V (t) is determined so that For example, FIG.
V (t) = α (bps) for i = 1 to n V (t) = β (bps) for i = (n + 1) to 2n V (t) = for i = (2n + 1) to 3n γ (bps). This data transfer speed information 11 is stored in the buffer memory 12 together with the encoded data 9. The data read from the buffer memory 12 is edited into a format for an optical disk by a mastering device 13 and recorded on a master disk 14 of the optical disk, and an optical disk 16 is manufactured by a press device 15.

Next, the operation of the moving picture decoding / reproducing system shown in FIG. 5 will be described. The data stored on the optical disk 52 is read by the optical pickup 56 and amplified and waveform-shaped by the preamplifier 57. Then, after being demodulated by the data processing circuit 58, it undergoes a data error correction process according to a predetermined procedure. The reproduced data is separated into encoded data 59 and data transfer speed information 60. The servo control circuit 53 outputs a motor rotation control signal 55 for controlling the rotation of the rotary motor 54 according to the data transfer speed information 60 reproduced by the data processing unit 58. Here, the servo is operated so that the data transfer speed from the preamplifier 57 becomes constant.
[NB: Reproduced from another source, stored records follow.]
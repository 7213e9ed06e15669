//! # muxrpc-client
//!
//! Client library for muxrpc.
//!
//! This crate provides:
//! - One long-lived connection carrying many concurrent calls
//! - Request id allocation and response matching
//! - Bounded outbound queue with write batching
//! - Per-call timeouts, and cancellation by dropping the call future

pub mod client;
pub mod connection;
pub mod error;

pub use client::Client;
pub use connection::{Connection, ConnectionConfig};
pub use error::ClientError;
That is,
CLV (constant linear velocity) rotation control is performed so that the data transfer rate is determined by the data transfer rate information 60.
For example, as described above, the data transfer rate changes in three stages, α, β, and γ (bps). Then, the data processing circuit 5
The encoded data 59 of the moving image reproduced in 8 is stored in the buffer memory 61, decoded into the original image data 63 by the image decoding circuit 62, and written into the frame memory 64. The image data 63 is sequentially read from the frame memory 64 in accordance with the display scanning, converted into an output video signal 66 by the D / A converter 65, and output. By the way, assuming that the maximum data transfer speed is γ (bps), the capacity of the buffer memory 61 only needs to be γ × n × 1/30 (bit). It is necessary to have some extra memory in consideration of the response delay when changing the speed. In this embodiment, the processing is always performed every n frames. However, if the value of n is inversely proportional to the data transfer rate, the capacity of the buffer memory 61 can be reduced.
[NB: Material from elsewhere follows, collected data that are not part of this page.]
//! Serializable policy configuration and its validation into bindings.

use crate::count::{CountExpressionError, RetentionCount};
use crate::filter::{FilterError, FilterStage};
use crate::policy::{PolicyBinding, RotationError};
use crate::scheme::{Frequency, RetentionScheme, TimezoneMode};
use crate::timestamp::{TimestampError, TimestampRule};
use serde::{Deserialize, Serialize};
use std::fmt;
use thiserror::Error;

/// A configured count: a plain integer, or an expression string such as
/// `"24*7"` or `"always"`.
#[derive(Clone, Debug, PartialEq, Eq, Serialize, Deserialize)]
#[serde(untagged)]
pub enum CountSpec {
    Number(u64),
    Expression(String),
}

impl Default for CountSpec {
    fn default() -> Self {
        CountSpec::Number(0)
    }
}

impl CountSpec {
    pub fn always() -> Self {
        CountSpec::Expression("always".to_string())
    }

    pub fn evaluate(&self) -> Result<RetentionCount, CountExpressionError> {
        match self {
            CountSpec::Number(value) => usize::try_from(*value)
                .map(RetentionCount::Limited)
                .map_err(|_| CountExpressionError::Overflow(value.to_string())),
            CountSpec::Expression(expression) => RetentionCount::parse(expression),
        }
    }
}

impl From<u64> for CountSpec {
    fn from(value: u64) -> Self {
        CountSpec::Number(value)
    }
}

impl From<&str> for CountSpec {
    fn from(value: &str) -> Self {
        CountSpec::Expression(value.to_string())
    }
}

impl fmt::Display for CountSpec {
    fn fmt(&self, f: &mut fmt::Formatter<'_>) -> fmt::Result {
        match self {
            CountSpec::Number(value) => write!(f, "{value}"),
            CountSpec::Expression(expression) => f.write_str(expression),
        }
    }
}

/// One `[[policies]]` entry.
///
/// Unknown keys are rejected so a misspelled count never silently reads as
/// zero.
#[derive(Clone, Debug, PartialEq, Serialize, Deserialize)]
#[serde(deny_unknown_fields)]
pub struct PolicyConfig {
    /// Location pattern; a glob when a traversal root is configured.
    pub pattern: String,

    #[serde(default)]
    pub minutely: CountSpec,
    #[serde(default)]
    pub hourly: CountSpec,
    #[serde(default)]
    pub daily: CountSpec,
    #[serde(default)]
    pub weekly: CountSpec,
    #[serde(default)]
    pub monthly: CountSpec,
    #[serde(default)]
    pub yearly: CountSpec,

    /// Group by proximity instead of calendar boundaries.
    #[serde(default)]
    pub relaxed: bool,

    /// Multiple of a frequency's nominal span that still joins a relaxed slot.
    #[serde(default = "default_relaxed_span_ratio")]
    pub relaxed_span_ratio: f64,

    /// Keep the newest member of each bucket instead of the oldest.
    #[serde(default)]
    pub prefer_recent: bool,

    /// Regex with named groups; the built-in pattern when absent.
    #[serde(default)]
    pub timestamp_pattern: Option<String>,

    /// Take timestamps from modification times.
    #[serde(default)]
    pub filestat: bool,

    #[serde(default)]
    pub include: Vec<String>,

    #[serde(default)]
    pub exclude: Vec<String>,

    #[serde(default)]
    pub timezone: TimezoneMode,
}

fn default_relaxed_span_ratio() -> f64 {
    1.0
}

impl Default for PolicyConfig {
    fn default() -> Self {
        Self {
            pattern: String::new(),
            minutely: CountSpec::default(),
            hourly: CountSpec::default(),
            daily: CountSpec::default(),
            weekly: CountSpec::default(),
            monthly: CountSpec::default(),
            yearly: CountSpec::default(),
            relaxed: false,
            relaxed_span_ratio: default_relaxed_span_ratio(),
            prefer_recent: false,
            timestamp_pattern: None,
            filestat: false,
            include: Vec::new(),
            exclude: Vec::new(),
            timezone: TimezoneMode::default(),
        }
    }
}

impl PolicyConfig {
    pub fn count_spec(&self, frequency: Frequency) -> &CountSpec {
        match frequency {
            Frequency::Minutely => &self.minutely,
            Frequency::Hourly => &self.hourly,
            Frequency::Daily => &self.daily,
            Frequency::Weekly => &self.weekly,
            Frequency::Monthly => &self.monthly,
            Frequency::Yearly => &self.yearly,
        }
    }

    /// Validate this entry into a scheme.
    ///
    /// # Errors
    ///
    /// Returns an error if:
    /// - A count does not evaluate to a non-negative integer or `always`
    /// - The timestamp pattern is invalid or lacks required groups
    /// - An include/exclude glob is invalid
    /// - The relaxed span ratio is not a positive number
    /// - Every count is zero, so the scheme would retain nothing
    pub fn to_scheme(&self) -> Result<RetentionScheme, SchemeError> {
        let mut scheme = RetentionScheme::new();
        for frequency in Frequency::ALL {
            let count = self.count_spec(frequency).evaluate().map_err(|source| {
                SchemeError::InvalidCountExpression {
                    policy: self.pattern.clone(),
                    frequency,
                    source,
                }
            })?;
            scheme = scheme.with_count(frequency, count);
        }

        if !(self.relaxed_span_ratio.is_finite() && self.relaxed_span_ratio > 0.0) {
            return Err(SchemeError::InvalidRelaxedRatio {
                policy: self.pattern.clone(),
                ratio: self.relaxed_span_ratio,
            });
        }

        let rule = TimestampRule::from_config(self.timestamp_pattern.as_deref(), self.filestat)
            .map_err(|source| SchemeError::InvalidTimestampRule {
                policy: self.pattern.clone(),
                source,
            })?;
        let filter = FilterStage::new(&self.include, &self.exclude).map_err(|source| {
            SchemeError::InvalidFilter {
                policy: self.pattern.clone(),
                source,
            }
        })?;

        if scheme.retains_nothing() {
            return Err(SchemeError::EmptyScheme {
                policy: self.pattern.clone(),
            });
        }

        Ok(scheme
            .with_relaxed(self.relaxed)
            .with_relaxed_span_ratio(self.relaxed_span_ratio)
            .with_prefer_recent(self.prefer_recent)
            .with_timestamp_rule(rule)
            .with_filter(filter)
            .with_timezone(self.timezone))
    }
}

#[derive(Error, Debug)]
pub enum SchemeError {
    #[error("Policy {index} has an empty pattern")]
    EmptyPattern { index: usize },

    #[error("Invalid {frequency} count for policy '{policy}': {source}")]
    InvalidCountExpression {
        policy: String,
        frequency: Frequency,
        #[source]
        source: CountExpressionError,
    },

    #[error("Invalid timestamp rule for policy '{policy}': {source}")]
    InvalidTimestampRule {
        policy: String,
        #[source]
        source: TimestampError,
    },

    #[error("Invalid filter for policy '{policy}': {source}")]
    InvalidFilter {
        policy: String,
        #[source]
        source: FilterError,
    },

    #[error("Invalid relaxed span ratio {ratio} for policy '{policy}': must be positive")]
    InvalidRelaxedRatio { policy: String, ratio: f64 },

    #[error("Refusing empty rotation scheme for policy '{policy}': every count is zero, all backups would be deleted")]
    EmptyScheme { policy: String },

    #[error(transparent)]
    Policy(#[from] RotationError),
}

/// Build bindings from ordered policy entries, failing on the first bad one.
pub fn build_bindings(policies: &[PolicyConfig]) -> Result<Vec<PolicyBinding>, SchemeError> {
    policies
        .iter()
        .enumerate()
        .map(|(index, policy)| {
            if policy.pattern.trim().is_empty() {
                return Err(SchemeError::EmptyPattern { index });
            }
            let scheme = policy.to_scheme()?;
            Ok(PolicyBinding::new(&policy.pattern, scheme)?)
        })
        .collect()
}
Although the example in which the data transfer speed is changed by controlling the rotation speed of the optical disk has been described above, it is also possible to use an optical disk reproducing device having a fixed data transfer speed. For example, a commonly used CD-
Using the ROM reproducing device, the data transfer method can be equivalently made variable by devising the data transfer method. Hereinafter, the embodiment will be described in detail.

CD-ROM (Compact Disc-Read Only)
Memory) is for recording computer data instead of digital audio data on the same optical disk as an audio CD. FIG. 6 shows the structure of this optical disk. This optical disk is a disk having a diameter of 12 cm and a thickness of 1.2 mm, and is provided with one spirally connected track 70 having a total length of about 5 km. On the track 70, pits having a width of 0.4 μm and a length of 0.9 to 3.3 μm (the length differs depending on data) are recorded. 46mm inside diameter
Starts with a lead-in area 71, followed by a program area 72 with a diameter of 50 mm to 116 mm, and a lead-out area 73 with an outer diameter of 120 mm. Then, actual digital audio data and computer data are recorded in the program area.
The lead-in area has a TOC (Table Of Content)
The table of contents of the entire disc is recorded.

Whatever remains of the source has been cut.